▶ **INFORMATION SHOWN**
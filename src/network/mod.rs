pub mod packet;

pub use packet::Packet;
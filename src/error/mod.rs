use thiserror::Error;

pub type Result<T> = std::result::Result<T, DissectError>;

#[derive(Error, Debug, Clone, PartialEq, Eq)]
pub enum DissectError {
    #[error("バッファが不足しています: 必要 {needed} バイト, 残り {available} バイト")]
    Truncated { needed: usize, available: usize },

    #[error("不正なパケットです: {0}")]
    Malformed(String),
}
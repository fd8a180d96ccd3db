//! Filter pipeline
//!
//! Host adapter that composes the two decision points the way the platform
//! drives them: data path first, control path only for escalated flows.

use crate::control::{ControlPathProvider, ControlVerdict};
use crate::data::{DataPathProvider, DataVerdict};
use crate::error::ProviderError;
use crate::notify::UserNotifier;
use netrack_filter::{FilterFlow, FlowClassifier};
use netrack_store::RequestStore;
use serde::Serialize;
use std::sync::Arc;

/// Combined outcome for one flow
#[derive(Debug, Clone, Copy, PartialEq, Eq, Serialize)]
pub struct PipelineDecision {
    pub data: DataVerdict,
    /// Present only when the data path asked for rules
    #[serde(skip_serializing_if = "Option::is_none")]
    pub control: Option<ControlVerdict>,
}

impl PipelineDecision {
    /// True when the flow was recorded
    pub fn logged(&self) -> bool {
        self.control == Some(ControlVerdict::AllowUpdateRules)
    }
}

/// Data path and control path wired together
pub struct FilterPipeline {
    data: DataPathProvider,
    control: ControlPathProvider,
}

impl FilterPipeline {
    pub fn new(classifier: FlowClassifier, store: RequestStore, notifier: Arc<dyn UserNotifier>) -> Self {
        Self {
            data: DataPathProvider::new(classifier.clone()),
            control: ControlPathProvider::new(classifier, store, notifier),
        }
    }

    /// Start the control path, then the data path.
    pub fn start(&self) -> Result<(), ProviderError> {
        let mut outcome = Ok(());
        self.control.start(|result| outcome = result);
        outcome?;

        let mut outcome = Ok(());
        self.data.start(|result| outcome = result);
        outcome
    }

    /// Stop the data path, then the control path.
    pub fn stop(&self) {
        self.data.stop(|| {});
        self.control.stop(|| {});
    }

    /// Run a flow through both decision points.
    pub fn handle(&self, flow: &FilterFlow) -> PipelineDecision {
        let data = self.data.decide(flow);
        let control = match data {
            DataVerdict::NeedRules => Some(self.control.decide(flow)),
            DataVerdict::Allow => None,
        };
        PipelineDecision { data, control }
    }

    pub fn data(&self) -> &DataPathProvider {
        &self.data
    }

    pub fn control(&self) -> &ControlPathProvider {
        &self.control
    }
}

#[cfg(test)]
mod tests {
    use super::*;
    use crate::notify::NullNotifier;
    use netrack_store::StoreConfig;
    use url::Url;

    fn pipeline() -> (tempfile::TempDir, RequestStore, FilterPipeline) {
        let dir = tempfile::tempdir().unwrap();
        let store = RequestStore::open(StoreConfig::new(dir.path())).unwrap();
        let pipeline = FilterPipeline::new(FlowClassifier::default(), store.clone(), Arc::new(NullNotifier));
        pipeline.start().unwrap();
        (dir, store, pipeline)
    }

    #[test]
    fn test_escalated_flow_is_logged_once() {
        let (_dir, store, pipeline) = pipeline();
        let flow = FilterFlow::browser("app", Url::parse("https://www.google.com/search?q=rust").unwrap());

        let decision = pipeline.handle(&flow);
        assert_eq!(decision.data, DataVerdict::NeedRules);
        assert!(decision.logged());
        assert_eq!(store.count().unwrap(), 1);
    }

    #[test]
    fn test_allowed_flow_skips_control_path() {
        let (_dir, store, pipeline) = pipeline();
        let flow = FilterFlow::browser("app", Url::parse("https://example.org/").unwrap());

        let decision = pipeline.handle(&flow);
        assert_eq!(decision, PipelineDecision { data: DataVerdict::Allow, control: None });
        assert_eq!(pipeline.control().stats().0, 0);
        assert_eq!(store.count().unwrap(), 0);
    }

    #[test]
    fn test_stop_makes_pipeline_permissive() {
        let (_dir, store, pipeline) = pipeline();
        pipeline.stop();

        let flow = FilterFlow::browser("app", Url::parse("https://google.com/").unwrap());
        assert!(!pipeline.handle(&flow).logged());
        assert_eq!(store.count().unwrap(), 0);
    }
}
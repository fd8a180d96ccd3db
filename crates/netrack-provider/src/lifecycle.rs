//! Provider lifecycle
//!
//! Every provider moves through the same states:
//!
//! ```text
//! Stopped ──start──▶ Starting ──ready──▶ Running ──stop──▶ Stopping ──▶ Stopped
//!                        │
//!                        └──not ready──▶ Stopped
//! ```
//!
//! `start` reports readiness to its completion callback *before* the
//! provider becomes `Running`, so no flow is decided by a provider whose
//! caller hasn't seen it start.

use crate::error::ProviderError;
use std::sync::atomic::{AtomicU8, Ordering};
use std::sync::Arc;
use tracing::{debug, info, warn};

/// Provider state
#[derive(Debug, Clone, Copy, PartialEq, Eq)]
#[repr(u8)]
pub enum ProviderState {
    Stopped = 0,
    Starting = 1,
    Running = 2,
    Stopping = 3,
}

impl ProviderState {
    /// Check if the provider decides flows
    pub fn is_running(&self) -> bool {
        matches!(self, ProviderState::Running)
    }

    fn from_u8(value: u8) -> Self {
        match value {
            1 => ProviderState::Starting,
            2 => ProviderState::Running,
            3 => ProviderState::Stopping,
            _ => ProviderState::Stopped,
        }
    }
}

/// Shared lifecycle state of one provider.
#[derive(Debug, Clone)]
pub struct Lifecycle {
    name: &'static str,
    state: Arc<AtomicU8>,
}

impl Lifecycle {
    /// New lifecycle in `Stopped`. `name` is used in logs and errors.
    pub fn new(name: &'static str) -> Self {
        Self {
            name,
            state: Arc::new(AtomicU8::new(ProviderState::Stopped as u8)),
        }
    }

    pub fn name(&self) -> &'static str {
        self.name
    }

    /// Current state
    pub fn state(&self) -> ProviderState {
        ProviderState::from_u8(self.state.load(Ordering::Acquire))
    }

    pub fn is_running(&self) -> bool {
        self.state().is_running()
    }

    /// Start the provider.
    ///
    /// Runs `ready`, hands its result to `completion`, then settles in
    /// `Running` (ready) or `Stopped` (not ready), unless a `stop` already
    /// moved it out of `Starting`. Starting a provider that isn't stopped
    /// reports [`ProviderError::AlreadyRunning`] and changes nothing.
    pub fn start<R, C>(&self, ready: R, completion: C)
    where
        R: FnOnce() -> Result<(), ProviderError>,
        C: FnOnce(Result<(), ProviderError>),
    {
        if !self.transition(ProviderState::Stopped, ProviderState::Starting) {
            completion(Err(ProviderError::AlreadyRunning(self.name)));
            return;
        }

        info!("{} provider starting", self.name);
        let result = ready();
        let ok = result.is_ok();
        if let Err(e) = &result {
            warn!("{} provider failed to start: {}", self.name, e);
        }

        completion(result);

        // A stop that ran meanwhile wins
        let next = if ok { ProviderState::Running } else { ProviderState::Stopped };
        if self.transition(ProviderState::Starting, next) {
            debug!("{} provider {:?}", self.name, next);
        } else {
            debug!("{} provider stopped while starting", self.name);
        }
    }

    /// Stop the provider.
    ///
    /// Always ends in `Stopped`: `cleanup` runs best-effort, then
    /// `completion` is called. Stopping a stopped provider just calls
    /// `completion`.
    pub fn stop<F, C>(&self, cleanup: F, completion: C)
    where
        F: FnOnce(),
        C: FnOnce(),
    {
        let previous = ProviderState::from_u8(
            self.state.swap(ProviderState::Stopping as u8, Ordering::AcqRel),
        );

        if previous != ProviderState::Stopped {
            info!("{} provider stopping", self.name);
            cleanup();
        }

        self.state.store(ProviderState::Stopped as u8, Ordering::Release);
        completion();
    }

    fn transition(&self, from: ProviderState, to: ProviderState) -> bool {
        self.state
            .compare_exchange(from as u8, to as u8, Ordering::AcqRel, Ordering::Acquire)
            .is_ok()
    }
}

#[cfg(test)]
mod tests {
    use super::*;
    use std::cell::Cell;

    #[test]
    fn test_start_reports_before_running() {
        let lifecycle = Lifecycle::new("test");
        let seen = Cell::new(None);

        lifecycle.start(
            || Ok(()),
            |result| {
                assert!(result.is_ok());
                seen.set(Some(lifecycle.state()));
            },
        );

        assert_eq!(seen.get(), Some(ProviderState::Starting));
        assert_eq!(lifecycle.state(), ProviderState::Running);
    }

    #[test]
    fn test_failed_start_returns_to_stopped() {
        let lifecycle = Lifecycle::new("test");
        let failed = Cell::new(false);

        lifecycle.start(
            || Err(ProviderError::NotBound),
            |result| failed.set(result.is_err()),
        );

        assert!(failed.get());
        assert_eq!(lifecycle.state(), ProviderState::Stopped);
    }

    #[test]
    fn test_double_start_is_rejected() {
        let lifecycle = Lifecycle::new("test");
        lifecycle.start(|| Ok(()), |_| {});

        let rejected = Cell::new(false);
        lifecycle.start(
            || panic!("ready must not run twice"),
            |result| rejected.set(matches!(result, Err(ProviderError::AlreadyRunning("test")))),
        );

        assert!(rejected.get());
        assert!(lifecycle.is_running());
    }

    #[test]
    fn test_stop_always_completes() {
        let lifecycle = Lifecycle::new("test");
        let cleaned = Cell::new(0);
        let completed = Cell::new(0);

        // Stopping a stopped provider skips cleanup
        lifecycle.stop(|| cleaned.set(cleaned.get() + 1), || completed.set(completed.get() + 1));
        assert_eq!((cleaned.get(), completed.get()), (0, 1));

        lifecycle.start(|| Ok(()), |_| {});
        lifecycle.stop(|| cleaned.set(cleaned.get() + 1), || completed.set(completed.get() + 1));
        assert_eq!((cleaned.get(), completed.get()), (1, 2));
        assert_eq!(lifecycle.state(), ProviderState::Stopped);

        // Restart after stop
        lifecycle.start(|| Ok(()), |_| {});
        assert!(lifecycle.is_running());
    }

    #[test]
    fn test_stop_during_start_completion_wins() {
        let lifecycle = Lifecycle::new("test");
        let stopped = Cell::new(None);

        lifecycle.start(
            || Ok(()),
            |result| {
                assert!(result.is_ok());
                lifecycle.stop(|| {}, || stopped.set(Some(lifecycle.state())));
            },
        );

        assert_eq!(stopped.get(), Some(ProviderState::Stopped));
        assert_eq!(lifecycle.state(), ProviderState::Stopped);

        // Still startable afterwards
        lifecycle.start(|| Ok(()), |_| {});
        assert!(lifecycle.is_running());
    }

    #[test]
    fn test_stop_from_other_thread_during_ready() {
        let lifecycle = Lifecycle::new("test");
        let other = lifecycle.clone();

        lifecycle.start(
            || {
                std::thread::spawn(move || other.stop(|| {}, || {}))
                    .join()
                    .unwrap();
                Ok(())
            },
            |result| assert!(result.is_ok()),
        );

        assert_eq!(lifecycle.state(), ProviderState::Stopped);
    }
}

▶ **TASK TO CARRY OUT**
In the listing above, find the line containing "pub fn control(&self)" and the line containing "use url::Url;", then quote both, plus every line between them, exactly as written.

▶ **PROBLEM SOLUTION**
    pub fn control(&self) -> &ControlPathProvider {
        &self.control
    }
}

#[cfg(test)]
mod tests {
    use super::*;
    use crate::notify::NullNotifier;
    use netrack_store::StoreConfig;
    use url::Url;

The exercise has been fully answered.